# [Stored data]
###

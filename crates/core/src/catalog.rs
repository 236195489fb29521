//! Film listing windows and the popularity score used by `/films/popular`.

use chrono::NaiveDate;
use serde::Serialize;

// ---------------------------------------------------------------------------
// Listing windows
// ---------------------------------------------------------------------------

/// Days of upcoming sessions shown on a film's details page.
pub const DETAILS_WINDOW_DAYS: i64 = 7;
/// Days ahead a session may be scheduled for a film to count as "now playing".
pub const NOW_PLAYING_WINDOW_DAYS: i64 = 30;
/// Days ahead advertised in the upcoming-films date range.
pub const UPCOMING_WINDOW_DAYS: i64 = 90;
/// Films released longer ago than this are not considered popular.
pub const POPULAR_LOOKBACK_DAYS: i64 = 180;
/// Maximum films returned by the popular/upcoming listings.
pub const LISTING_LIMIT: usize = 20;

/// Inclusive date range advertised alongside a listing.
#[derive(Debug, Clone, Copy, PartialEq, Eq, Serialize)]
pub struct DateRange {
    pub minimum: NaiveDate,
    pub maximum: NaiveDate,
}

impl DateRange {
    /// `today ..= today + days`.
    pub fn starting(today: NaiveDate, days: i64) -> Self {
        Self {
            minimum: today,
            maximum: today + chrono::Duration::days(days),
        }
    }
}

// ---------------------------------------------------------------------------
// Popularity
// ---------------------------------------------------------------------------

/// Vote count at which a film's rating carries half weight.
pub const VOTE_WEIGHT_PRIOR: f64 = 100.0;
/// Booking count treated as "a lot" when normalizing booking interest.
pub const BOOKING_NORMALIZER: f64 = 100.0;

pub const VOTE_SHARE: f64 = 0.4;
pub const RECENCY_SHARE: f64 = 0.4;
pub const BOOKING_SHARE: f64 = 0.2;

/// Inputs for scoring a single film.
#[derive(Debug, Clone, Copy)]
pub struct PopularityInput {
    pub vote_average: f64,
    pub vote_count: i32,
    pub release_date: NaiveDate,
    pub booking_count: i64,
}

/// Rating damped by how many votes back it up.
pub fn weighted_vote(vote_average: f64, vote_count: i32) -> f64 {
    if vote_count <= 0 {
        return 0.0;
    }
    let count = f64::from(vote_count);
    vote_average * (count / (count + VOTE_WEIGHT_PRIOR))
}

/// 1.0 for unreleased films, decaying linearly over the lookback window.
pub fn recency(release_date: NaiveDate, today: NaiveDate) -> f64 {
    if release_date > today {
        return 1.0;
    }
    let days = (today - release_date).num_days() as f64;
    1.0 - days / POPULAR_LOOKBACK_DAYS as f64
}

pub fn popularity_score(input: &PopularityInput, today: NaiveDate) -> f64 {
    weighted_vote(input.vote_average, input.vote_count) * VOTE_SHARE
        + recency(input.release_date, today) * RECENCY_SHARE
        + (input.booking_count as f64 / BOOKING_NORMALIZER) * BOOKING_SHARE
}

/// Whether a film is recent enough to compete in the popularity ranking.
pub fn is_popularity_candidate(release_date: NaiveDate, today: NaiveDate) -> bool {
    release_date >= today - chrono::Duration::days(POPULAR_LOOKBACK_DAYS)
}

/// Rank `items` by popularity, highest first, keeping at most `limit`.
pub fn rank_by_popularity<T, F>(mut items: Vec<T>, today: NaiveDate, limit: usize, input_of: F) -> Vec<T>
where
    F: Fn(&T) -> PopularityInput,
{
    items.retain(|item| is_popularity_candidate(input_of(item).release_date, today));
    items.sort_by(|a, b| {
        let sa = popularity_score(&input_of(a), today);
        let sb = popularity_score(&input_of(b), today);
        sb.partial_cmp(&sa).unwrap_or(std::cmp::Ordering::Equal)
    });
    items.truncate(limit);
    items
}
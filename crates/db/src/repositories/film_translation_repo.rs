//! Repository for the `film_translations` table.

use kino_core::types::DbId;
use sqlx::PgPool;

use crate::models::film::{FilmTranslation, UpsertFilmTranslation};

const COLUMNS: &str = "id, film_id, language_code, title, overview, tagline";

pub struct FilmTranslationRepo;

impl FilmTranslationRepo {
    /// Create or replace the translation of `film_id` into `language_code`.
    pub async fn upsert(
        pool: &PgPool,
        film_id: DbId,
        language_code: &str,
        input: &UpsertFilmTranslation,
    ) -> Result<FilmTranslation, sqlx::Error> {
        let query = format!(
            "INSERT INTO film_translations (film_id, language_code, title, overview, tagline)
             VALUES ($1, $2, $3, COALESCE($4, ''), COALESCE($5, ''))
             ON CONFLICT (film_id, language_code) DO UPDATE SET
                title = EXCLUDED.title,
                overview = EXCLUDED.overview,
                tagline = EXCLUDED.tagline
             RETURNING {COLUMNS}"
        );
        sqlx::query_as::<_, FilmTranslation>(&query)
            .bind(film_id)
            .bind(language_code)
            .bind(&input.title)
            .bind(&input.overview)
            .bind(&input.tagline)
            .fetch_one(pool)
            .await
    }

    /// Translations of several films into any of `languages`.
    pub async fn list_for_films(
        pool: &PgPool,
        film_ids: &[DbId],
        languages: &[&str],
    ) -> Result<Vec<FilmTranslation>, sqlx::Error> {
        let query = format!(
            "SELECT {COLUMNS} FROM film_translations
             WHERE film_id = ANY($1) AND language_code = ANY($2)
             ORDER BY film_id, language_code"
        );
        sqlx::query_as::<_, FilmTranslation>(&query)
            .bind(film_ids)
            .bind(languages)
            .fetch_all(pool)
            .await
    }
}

###

# [ACTION ITEM]
Go through the data above from its first line and copy each line exactly, stopping once the line with "the popular/upcoming listings." has been copied.

# [RESPONSE]
filename crates/core/src/catalog.rs
repository 236195489fb29521
//! Film listing windows and the popularity score used by `/films/popular`.

use chrono::NaiveDate;
use serde::Serialize;

// ---------------------------------------------------------------------------
// Listing windows
// ---------------------------------------------------------------------------

/// Days of upcoming sessions shown on a film's details page.
pub const DETAILS_WINDOW_DAYS: i64 = 7;
/// Days ahead a session may be scheduled for a film to count as "now playing".
pub const NOW_PLAYING_WINDOW_DAYS: i64 = 30;
/// Days ahead advertised in the upcoming-films date range.
pub const UPCOMING_WINDOW_DAYS: i64 = 90;
/// Films released longer ago than this are not considered popular.
pub const POPULAR_LOOKBACK_DAYS: i64 = 180;
/// Maximum films returned by the popular/upcoming listings.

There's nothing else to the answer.